Par Nicolas Klingelschmitt, Younouss Mohamed
Publié le 08/03/2021 • modifié le 08/03/2021 • Durée de lecture : 8 minutes

L’empereur d’Ethiopie, Haïlé Sélassié, prend la parole le 25 mai 1963 à Addis-Abeba lors de la conférence des chefs d’Etat africains. A la table de droite on reconnaît Ahmed Ben Bella, Ali Boumendjel, Maurice Yameogo et Gamal Abdel Nasser.

STF / AFP

Lire les parties 1 et 2 :
 L’Égypte et les fondements de l’Organisation de l’Unité africaine : Gamal Abdel Nasser, acteur du panafricanisme ? Partie 1/3 : Gamal Abdel Nasser, une figure atypique pour l’unité africaine
 L’Égypte et les fondements de l’Organisation de l’Unité africaine : Gamal Abdel Nasser, acteur du panafricanisme ? Partie 2/3 : Gamal Abdel Nasser, Kwame Nkrumah et Patrice Lumumba, entre amitiés personnelles, sauvetages diplomatiques et vision panafricaine commune

La vision maximaliste du groupe de Casablanca

C’est à la suite d’une réunion organisée dans la ville de Casablanca du 5 au 7 janvier 1961 qu’est né ce groupe panafricain portant le nom de la cité marocaine. Ce groupe était perçu comme maximaliste dans la mesure où son projet prévoyait la mise en place des « Etats-Unis d’Afrique » en s’inspirant du modèle des Etats-Unis d’Amérique [1].

Composé des principaux leaders du continent africain, le groupe de Casablanca plaide pour la création d’un Etat fédéral africain doté d’un gouvernement, d’un budget et d’une armée [2]. Considéré comme un courant révolutionnaire en opposition à la vision modérée du « groupe de Monrovia », le groupe de Casablanca peine tout de même à faire rallier d’autres pays à sa cause au vu de sa vision très intégrative. Parmi les principaux membres de ce courant, dit « progressiste », se trouvent des chefs d’Etats africains ayant particulièrement marqué l’histoire de leur pays, voire du continent africain. C’est notamment le cas du président ghanéen, Kwameh Nkrumah, fervent défenseur du panafricanisme, du président égyptien Gamal Abdel Nasser, du président guinéen, Sékou Touré et du roi du Maroc, Mohamed V, hôte de la rencontre initiale. En plus de ces principaux leaders, d’autres pays étaient représentés lors de la première rencontre du groupe, à l’instar de l’Algérie, ayant envoyé son chef du gouvernement Ferhat Abbas, du gouvernement du Ceylan ayant envoyé un observateur et du représentant personnel du roi de la Libye, Idris Ier [3].

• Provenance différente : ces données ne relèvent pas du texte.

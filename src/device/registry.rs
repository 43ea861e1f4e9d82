//! Device descriptors, protocol routing and the per-device driver cache.
//!
//! `create_protocol` only picks and constructs a driver; no I/O happens
//! until its first `handshake`/`send_frame`. `get_protocol` keeps one
//! shared driver per device so concurrent callers serialize on its mutex.

use std::collections::HashMap;
use std::ffi::CString;
use std::fmt;
use std::sync::{Arc, Mutex, MutexGuard};

use crate::config::DriverConfig;
use crate::device::bulk::UsbEndpointTransport;
use crate::device::bulk_lcd::BulkDriver;
use crate::device::driver::{DeviceDriver, Opener, ProtocolDriver};
use crate::device::hid::HidReportTransport;
use crate::device::hid_lcd::{HidLcdDriver, HidVariant};
use crate::device::kvm_led::KvmLedDriver;
use crate::device::led::LedDriver;
use crate::device::scsi::ScsiDriver;
use crate::device::sg_raw::SgRawPassthrough;
use crate::device::transport::{ScsiPassthrough, Sleeper, ThreadSleeper, Transport};
use crate::error::{Result, TrccError};
use crate::protocol::*;
use crate::utils::color::ColorCache;

// =============================================================================
// Descriptors
// =============================================================================

/// How the device is reached.
#[derive(Debug, Clone, Copy, PartialEq, Eq, Hash)]
pub enum TransportKind {
    /// SCSI-generic node, e.g. `/dev/sg1`.
    Scsi,
    UsbBulk,
    UsbHid,
}

/// What sits behind the transport.
#[derive(Debug, Clone, Copy, PartialEq, Eq, Hash)]
pub enum Implementation {
    Lcd,
    HidLed,
    KvmLed,
}

/// Static entry in the known-device table.
#[derive(Debug, Clone, Copy, PartialEq, Eq)]
pub struct KnownDevice {
    pub vid: u16,
    pub pid: u16,
    pub vendor: &'static str,
    pub product: &'static str,
    pub transport: TransportKind,
    /// 1 = SCSI, 2 = HID Type 2, 3 = HID Type 3.
    pub device_type: u8,
    pub implementation: Implementation,
}

const fn known(
    vid: u16,
    pid: u16,
    vendor: &'static str,
    product: &'static str,
    transport: TransportKind,
    device_type: u8,
    implementation: Implementation,
) -> KnownDevice {
    KnownDevice {
        vid,
        pid,
        vendor,
        product,
        transport,
        device_type,
        implementation,
    }
}

use Implementation::{HidLed, Lcd};
use TransportKind::{Scsi, UsbHid};

pub const KNOWN_DEVICES: [KnownDevice; 9] = [
    known(SCSI_VID_87CD, SCSI_PID_70DB, "Thermalright", "LCD Display (USBLCD)", Scsi, 1, Lcd),
    known(SCSI_VID_0416, SCSI_PID_5406, "Winbond", "LCD Display (USBLCD)", Scsi, 1, Lcd),
    known(SCSI_VID_0402, SCSI_PID_3922, "ALi Corp", "FROZEN WARFRAME", Scsi, 1, Lcd),
    known(HID_TYPE2_VID, HID_TYPE2_PID_5302, "Winbond", "USBDISPLAY (HID)", UsbHid, 2, Lcd),
    known(HID_TYPE2_VID, HID_TYPE2_PID_530A, "Winbond", "LCD Display (HID H)", UsbHid, 2, Lcd),
    known(HID_TYPE3_ALT_VID, HID_TYPE3_ALT_PID, "Winbond", "LCD Display (HID ALi)", UsbHid, 3, Lcd),
    known(HID_TYPE3_VID, HID_TYPE3_PID_5303, "ALi Corp", "LCD Display (HID)", UsbHid, 3, Lcd),
    known(HID_TYPE3_VID, HID_TYPE3_PID_5304, "ALi Corp", "LCD Display (HID)", UsbHid, 3, Lcd),
    known(LED_VID, LED_PID, "Winbond", "ARGB LED Controller", UsbHid, 1, HidLed),
];

pub fn find_known(vid: u16, pid: u16) -> Option<&'static KnownDevice> {
    KNOWN_DEVICES.iter().find(|d| d.vid == vid && d.pid == pid)
}

/// A discovered device, as handed to the registry.
#[derive(Debug, Clone, PartialEq, Eq)]
pub struct DeviceDescriptor {
    pub vid: u16,
    pub pid: u16,
    pub transport: TransportKind,
    /// SCSI node or platform HID path; may be empty for USB devices.
    pub path: String,
    pub device_type: u8,
    pub implementation: Implementation,
    /// Resolution known from discovery, used when the device does not report one.
    pub resolution: Option<(u32, u32)>,
}

impl DeviceDescriptor {
    pub fn new(vid: u16, pid: u16, transport: TransportKind, path: impl Into<String>) -> Self {
        Self {
            vid,
            pid,
            transport,
            path: path.into(),
            device_type: 1,
            implementation: Implementation::Lcd,
            resolution: None,
        }
    }

    /// Descriptor for a device in the known table.
    pub fn from_known(vid: u16, pid: u16, path: impl Into<String>) -> Option<Self> {
        find_known(vid, pid).map(|k| Self {
            device_type: k.device_type,
            implementation: k.implementation,
            ..Self::new(vid, pid, k.transport, path)
        })
    }

    pub fn with_device_type(mut self, device_type: u8) -> Self {
        self.device_type = device_type;
        self
    }

    pub fn with_implementation(mut self, implementation: Implementation) -> Self {
        self.implementation = implementation;
        self
    }

    pub fn with_resolution(mut self, resolution: (u32, u32)) -> Self {
        self.resolution = Some(resolution);
        self
    }

    pub fn is_led(&self) -> bool {
        matches!(self.implementation, Implementation::HidLed | Implementation::KvmLed)
    }

    /// Cache key: `vid_pid_path`.
    pub fn cache_key(&self) -> String {
        format!("{:04x}_{:04x}_{}", self.vid, self.pid, self.path)
    }
}

impl fmt::Display for DeviceDescriptor {
    fn fmt(&self, f: &mut fmt::Formatter<'_>) -> fmt::Result {
        write!(f, "{:04x}:{:04x} ({:?}", self.vid, self.pid, self.transport)?;
        if !self.path.is_empty() {
            write!(f, " {}", self.path)?;
        }
        write!(f, ")")
    }
}

// =============================================================================
// Transport Provider
// =============================================================================

/// Builds transport openers for a descriptor. Openers run lazily.
pub trait TransportProvider: Send + Sync {
    fn scsi(&self, desc: &DeviceDescriptor) -> Opener<dyn ScsiPassthrough>;

    fn usb(&self, desc: &DeviceDescriptor) -> Opener<dyn Transport>;

    fn hid(&self, desc: &DeviceDescriptor, report_size: usize) -> Opener<dyn Transport>;

    fn sleeper(&self) -> Box<dyn Sleeper>;
}

/// Real hardware: `sg_raw`, nusb and hidapi.
#[derive(Debug, Default, Clone, Copy)]
pub struct SystemTransportProvider;

impl TransportProvider for SystemTransportProvider {
    fn scsi(&self, desc: &DeviceDescriptor) -> Opener<dyn ScsiPassthrough> {
        let path = desc.path.clone();
        Box::new(move || Ok(Box::new(SgRawPassthrough::new(path.clone())) as Box<dyn ScsiPassthrough>))
    }

    fn usb(&self, desc: &DeviceDescriptor) -> Opener<dyn Transport> {
        let (vid, pid) = (desc.vid, desc.pid);
        Box::new(move || Ok(Box::new(UsbEndpointTransport::open(vid, pid)?) as Box<dyn Transport>))
    }

    fn hid(&self, desc: &DeviceDescriptor, report_size: usize) -> Opener<dyn Transport> {
        let (vid, pid, path) = (desc.vid, desc.pid, desc.path.clone());
        Box::new(move || {
            let transport = if path.is_empty() {
                HidReportTransport::open(vid, pid, report_size)?
            } else {
                let c_path = CString::new(path.as_str()).map_err(|_| {
                    TrccError::InvalidInput(format!("HID path contains NUL: {:?}", path))
                })?;
                HidReportTransport::open_path(&c_path, report_size)?
            };
            Ok(Box::new(transport) as Box<dyn Transport>)
        })
    }

    fn sleeper(&self) -> Box<dyn Sleeper> {
        Box::new(ThreadSleeper)
    }
}

// =============================================================================
// Registry
// =============================================================================

/// Driver shared between callers of the same device.
pub type SharedDriver = Arc<Mutex<ProtocolDriver>>;

fn lock<T>(m: &Mutex<T>) -> MutexGuard<'_, T> {
    m.lock().unwrap_or_else(|e| e.into_inner())
}

pub struct DeviceRegistry {
    provider: Arc<dyn TransportProvider>,
    config: DriverConfig,
    colors: ColorCache,
    drivers: Mutex<HashMap<String, SharedDriver>>,
}

impl DeviceRegistry {
    pub fn new(provider: Arc<dyn TransportProvider>, config: DriverConfig) -> Self {
        Self {
            provider,
            config,
            colors: ColorCache::new(),
            drivers: Mutex::new(HashMap::new()),
        }
    }

    /// Registry over real hardware with config from the default location.
    pub fn system() -> Self {
        Self::new(Arc::new(SystemTransportProvider), DriverConfig::load_or_default())
    }

    pub fn config(&self) -> &DriverConfig {
        &self.config
    }

    pub fn color_cache(&self) -> &ColorCache {
        &self.colors
    }

    /// Build an uncached driver for `desc`. Performs no I/O.
    pub fn create_protocol(&self, desc: &DeviceDescriptor) -> Result<ProtocolDriver> {
        let config = self.config.clone();
        let p = &self.provider;

        let driver = match (desc.transport, desc.implementation) {
            (TransportKind::Scsi, Implementation::Lcd) => {
                if desc.path.is_empty() {
                    return Err(TrccError::DeviceNotFound(format!(
                        "SCSI device {} has no device path",
                        desc
                    )));
                }
                let fallback = desc.resolution.or(Some((320, 320)));
                ProtocolDriver::Scsi(
                    ScsiDriver::new(desc.path.clone(), p.scsi(desc), p.sleeper(), config)
                        .with_fallback_resolution(fallback),
                )
            }
            (TransportKind::UsbBulk, Implementation::Lcd) => {
                ProtocolDriver::Bulk(BulkDriver::new(p.usb(desc), config))
            }
            (TransportKind::UsbHid, Implementation::HidLed) => ProtocolDriver::Led(LedDriver::new(
                p.hid(desc, LED_REPORT_SIZE),
                p.sleeper(),
                config,
                self.colors.clone(),
            )),
            (TransportKind::UsbHid, Implementation::KvmLed) => ProtocolDriver::KvmLed(
                KvmLedDriver::new(p.hid(desc, LED_REPORT_SIZE), p.sleeper(), config),
            ),
            (TransportKind::UsbHid, Implementation::Lcd) => {
                let variant = HidVariant::from_device_type(desc.device_type).ok_or_else(|| {
                    TrccError::DeviceNotFound(format!(
                        "unsupported HID device type {} for {}",
                        desc.device_type, desc
                    ))
                })?;
                ProtocolDriver::HidLcd(HidLcdDriver::new(variant, p.usb(desc), p.sleeper(), config))
            }
            (transport, implementation) => {
                return Err(TrccError::DeviceNotFound(format!(
                    "no protocol for {:?} over {:?} ({})",
                    implementation, transport, desc
                )));
            }
        };

        tracing::debug!("Created {} driver for {}", driver.protocol(), desc);
        Ok(driver)
    }

    /// Cached driver for `desc`, created on first request.
    pub fn get_protocol(&self, desc: &DeviceDescriptor) -> Result<SharedDriver> {
        let key = desc.cache_key();
        let mut drivers = lock(&self.drivers);
        if let Some(driver) = drivers.get(&key) {
            return Ok(Arc::clone(driver));
        }
        let driver = Arc::new(Mutex::new(self.create_protocol(desc)?));
        drivers.insert(key, Arc::clone(&driver));
        Ok(driver)
    }

    /// Close and forget the cached driver. Returns whether one existed.
    pub fn remove_protocol(&self, desc: &DeviceDescriptor) -> bool {
        let removed = lock(&self.drivers).remove(&desc.cache_key());
        match removed {
            Some(driver) => {
                lock(&driver).close();
                tracing::info!("Closed and evicted driver for {}", desc);
                true
            }
            None => false,
        }
    }

    pub fn close_all(&self) {
        let drivers: Vec<SharedDriver> = lock(&self.drivers).drain().map(|(_, d)| d).collect();
        for driver in &drivers {
            lock(driver).close();
        }
        if !drivers.is_empty() {
            tracing::info!("Closed {} cached driver(s)", drivers.len());
        }
    }

    pub fn cached_count(&self) -> usize {
        lock(&self.drivers).len()
    }
}

impl Drop for DeviceRegistry {
    fn drop(&mut self) {
        self.close_all();
    }
}

#[cfg(test)]
mod tests {
    use super::*;
    use crate::device::mock::MockTransportProvider;

    fn registry() -> DeviceRegistry {
        DeviceRegistry::new(Arc::new(MockTransportProvider::new()), DriverConfig::default())
    }

    #[test]
    fn test_known_table_lookup() {
        let desc = DeviceDescriptor::from_known(0x0418, 0x5304, "").unwrap();
        assert_eq!(desc.transport, TransportKind::UsbHid);
        assert_eq!(desc.device_type, 3);

        let led = DeviceDescriptor::from_known(LED_VID, LED_PID, "1-2:1.0").unwrap();
        assert!(led.is_led());
        assert!(DeviceDescriptor::from_known(0x1234, 0x5678, "").is_none());
    }

    #[test]
    fn test_routing() {
        let reg = registry();
        let cases = [
            (DeviceDescriptor::from_known(0x87CD, 0x70DB, "/dev/sg1").unwrap(), ProtocolKind::Scsi),
            (DeviceDescriptor::from_known(0x0416, 0x5302, "").unwrap(), ProtocolKind::HidType2),
            (DeviceDescriptor::from_known(0x0416, 0x53E6, "").unwrap(), ProtocolKind::HidType3),
            (DeviceDescriptor::from_known(LED_VID, LED_PID, "").unwrap(), ProtocolKind::Led),
            (
                DeviceDescriptor::new(0x87AD, 0x70DB, TransportKind::UsbBulk, ""),
                ProtocolKind::Bulk,
            ),
            (
                DeviceDescriptor::new(0x0416, 0x8001, TransportKind::UsbHid, "")
                    .with_implementation(Implementation::KvmLed),
                ProtocolKind::KvmLed,
            ),
        ];
        for (desc, expected) in cases {
            let driver = reg.create_protocol(&desc).unwrap();
            assert_eq!(driver.protocol(), expected, "{}", desc);
            assert_eq!(driver.state(), DriverState::Closed);
        }
    }

    #[test]
    fn test_unroutable_descriptors() {
        let reg = registry();
        let bad_type = DeviceDescriptor::new(0x0416, 0x5302, TransportKind::UsbHid, "").with_device_type(7);
        assert!(matches!(reg.create_protocol(&bad_type), Err(TrccError::DeviceNotFound(_))));

        let no_path = DeviceDescriptor::new(0x87CD, 0x70DB, TransportKind::Scsi, "");
        assert!(reg.create_protocol(&no_path).is_err());

        let led_over_scsi = DeviceDescriptor::new(0x87CD, 0x70DB, TransportKind::Scsi, "/dev/sg0")
            .with_implementation(Implementation::HidLed);
        assert!(reg.create_protocol(&led_over_scsi).is_err());
    }

    #[test]
    fn test_cache_per_path() {
        let reg = registry();
        let a = DeviceDescriptor::from_known(0x87CD, 0x70DB, "/dev/sg1").unwrap();
        let b = DeviceDescriptor::from_known(0x87CD, 0x70DB, "/dev/sg2").unwrap();

        let first = reg.get_protocol(&a).unwrap();
        let again = reg.get_protocol(&a).unwrap();
        assert!(Arc::ptr_eq(&first, &again));
        reg.get_protocol(&b).unwrap();
        assert_eq!(reg.cached_count(), 2);

        assert!(reg.remove_protocol(&a));
        assert!(!reg.remove_protocol(&a));
        assert_eq!(reg.cached_count(), 1);

        reg.close_all();
        assert_eq!(reg.cached_count(), 0);
    }

    #[test]
    fn test_cache_key_format() {
        let desc = DeviceDescriptor::from_known(0x0416, 0x5406, "/dev/sg3").unwrap();
        assert_eq!(desc.cache_key(), "0416_5406_/dev/sg3");
    }
}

La vision maximaliste que défendent les leaders du groupe de Casablanca est essentiellement fondée sur leur croyance en la nécessité d’une unité politique pour l’Afrique, voire en la nécessité de créer une fédération à l’échelle du continent. Selon cette vision, seule une intégration forte des États africains, à l’instar des États-Unis d’Amérique, pourrait permettre au continent de mettre un terme au colonialisme et d’envisager son développement économique [4]. A l’issue de leur première rencontre, les leaders du groupe de Casablanca adoptent une « charte africaine » devant poser les bases de leur vision du devenir du continent africain [5]. Les nations africaines doivent, suivant les recommandations de la charte, faire preuve de plus de solidarité entre elles afin de sauvegarder leur souveraineté et atteindre une véritable émancipation. Afin d’atteindre cet objectif, les leaders du groupe de Casablanca prônent un transfert de pouvoir des gouvernements nationaux vers une entité panafricaine supra-nationale.

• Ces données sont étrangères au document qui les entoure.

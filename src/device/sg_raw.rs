//! SCSI-generic passthrough via the `sg_raw` utility (sg3_utils).
//!
//! The vendor header's first 16 bytes go on the command line as the CDB.
//! Write payloads are staged in a temporary file; read data comes back
//! on stdout in binary form.

use std::io::Read;
use std::path::PathBuf;
use std::process::{Command, Stdio};
use std::sync::atomic::{AtomicU64, Ordering};
use std::thread::JoinHandle;
use std::time::{Duration, Instant};

use crate::device::transport::ScsiPassthrough;
use crate::error::{Result, TrccError};
use crate::protocol::SCSI_CDB_LEN;

const SG_RAW: &str = "sg_raw";
const POLL_INTERVAL: Duration = Duration::from_millis(5);

static TEMP_COUNTER: AtomicU64 = AtomicU64::new(0);

/// Passthrough that shells out to `sg_raw` for one device node.
#[derive(Debug, Clone)]
pub struct SgRawPassthrough {
    device_path: String,
}

impl SgRawPassthrough {
    pub fn new(device_path: impl Into<String>) -> Self {
        Self {
            device_path: device_path.into(),
        }
    }

    pub fn device_path(&self) -> &str {
        &self.device_path
    }

    fn cdb_args(header: &[u8]) -> Vec<String> {
        header
            .iter()
            .take(SCSI_CDB_LEN)
            .map(|b| format!("{:02x}", b))
            .collect()
    }

    /// Run a command, killing it once `timeout` elapses. Returns stdout.
    fn run(&self, mut cmd: Command, timeout: Duration) -> Result<Vec<u8>> {
        let mut child = cmd
            .stdout(Stdio::piped())
            .stderr(Stdio::piped())
            .spawn()
            .map_err(|e| TrccError::transport(format!("failed to run {}: {}", SG_RAW, e)))?;

        let stdout = drain(child.stdout.take());
        let stderr = drain(child.stderr.take());

        let deadline = Instant::now() + timeout;
        let status = loop {
            if let Some(status) = child.try_wait()? {
                break status;
            }
            if Instant::now() >= deadline {
                let _ = child.kill();
                let _ = child.wait();
                return Err(TrccError::Timeout);
            }
            std::thread::sleep(POLL_INTERVAL);
        };

        let out = stdout
            .join()
            .map_err(|_| TrccError::transport("sg_raw output reader panicked"))?;
        let err = stderr.join().unwrap_or_default();

        if !status.success() {
            return Err(TrccError::transport(format!(
                "{} {} exited with {}: {}",
                SG_RAW,
                self.device_path,
                status,
                String::from_utf8_lossy(&err).trim()
            )));
        }
        Ok(out)
    }
}

/// Read a child pipe to EOF on its own thread.
fn drain<R: Read + Send + 'static>(pipe: Option<R>) -> JoinHandle<Vec<u8>> {
    std::thread::spawn(move || {
        let mut out = Vec::new();
        if let Some(mut pipe) = pipe {
            let _ = pipe.read_to_end(&mut out);
        }
        out
    })
}

fn temp_payload_path() -> PathBuf {
    let n = TEMP_COUNTER.fetch_add(1, Ordering::Relaxed);
    std::env::temp_dir().join(format!("trcc-sg-{}-{}.bin", std::process::id(), n))
}

impl ScsiPassthrough for SgRawPassthrough {
    fn read(&mut self, header: &[u8], len: usize, timeout: Duration) -> Result<Vec<u8>> {
        let mut cmd = Command::new(SG_RAW);
        cmd.arg("-b")
            .arg("-r")
            .arg(len.to_string())
            .arg(&self.device_path)
            .args(Self::cdb_args(header));
        self.run(cmd, timeout)
    }

    fn write(&mut self, header: &[u8], data: &[u8], timeout: Duration) -> Result<()> {
        let path = temp_payload_path();
        std::fs::write(&path, data)?;

        let mut cmd = Command::new(SG_RAW);
        cmd.arg("-s")
            .arg(data.len().to_string())
            .arg("-i")
            .arg(&path)
            .arg(&self.device_path)
            .args(Self::cdb_args(header));
        let result = self.run(cmd, timeout);

        let _ = std::fs::remove_file(&path);
        result.map(|_| ())
    }
}

/// Whether `sg_raw` is on PATH.
pub fn is_sg_raw_available() -> bool {
    Command::new(SG_RAW)
        .arg("--version")
        .stdout(Stdio::null())
        .stderr(Stdio::null())
        .status()
        .is_ok()
}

Les limites du groupe de Casablanca

Comme mentionné précédemment, le groupe de Casablanca ne triomphe pas, du fait de son incapacité à pouvoir rallier d’autres leaders du continent à sa vision intégratrice. De plus, quelques contradictions et inquiétudes sont observées au sortir de la conférence de Casablanca. Par exemple, le Mali qui vient tout juste de passer des commandes d’armes à l’Etat d’Israël pour son armée nationale signe la motion dénonçant l’impérialisme et le néocolonialisme du pays sur le continent [6] ; le Ghana, qui vient tout juste de reconnaitre la République islamique de Mauritanie soutient également la motion qui approuve toute action du Maroc en Mauritanie pour recouvrir ses droits légitimes [7]. Par ailleurs, le Maroc de Mohamed V et l’Egypte de Gamal Abdel Nasser sont perçus par certains chefs d’États africains modérés comme étant guidés par des intérêts personnels et une volonté d’imposer leur leadership sur le continent africain. A ce propos, Obafemi Awolowo, leader de l’Action Group et Premier ministre du Nigéria occidental écrivait quelques années plutôt : « L’Action Group estime que si un leadership venait à se dégager parmi les peuples du continent africain, le leader devrait en être un Africain, et non un Arabe. Il est clair cependant que le président Nasser ne tolérera de son côté qu’un leader arabe pour le continent africain » [8].

En outre, l’attitude adoptée par le Mali ou encore le Ghana dans leurs relations avec des pays partenaires semble montrer que les Etats d’Afrique subsaharienne cèdent aux pressions du Caire ou de Rabat, ceux-ci entraînant leurs compagnons de route dans une direction conforme surtout aux intérêts arabes. On peut prendre pour exemple les relations israélo-maliennes qui semblaient encore bonnes jusqu’à la rencontre de Casablanca et qui depuis lors se sont fortement détériorés, au vu de l’opposition de Nasser à l’État hébreu. Ayant acquis un certain succès auprès de pays « amis » à l’instar du Ghana dans leur campagne de dénigrement de l’Etat d’Israël, les Egyptiens annoncent par ailleurs, le 17 février 1962, la mise en exécution imminente d’un plan destiné à « fermer une fois pour toutes l’Afrique aux Israéliens » [9].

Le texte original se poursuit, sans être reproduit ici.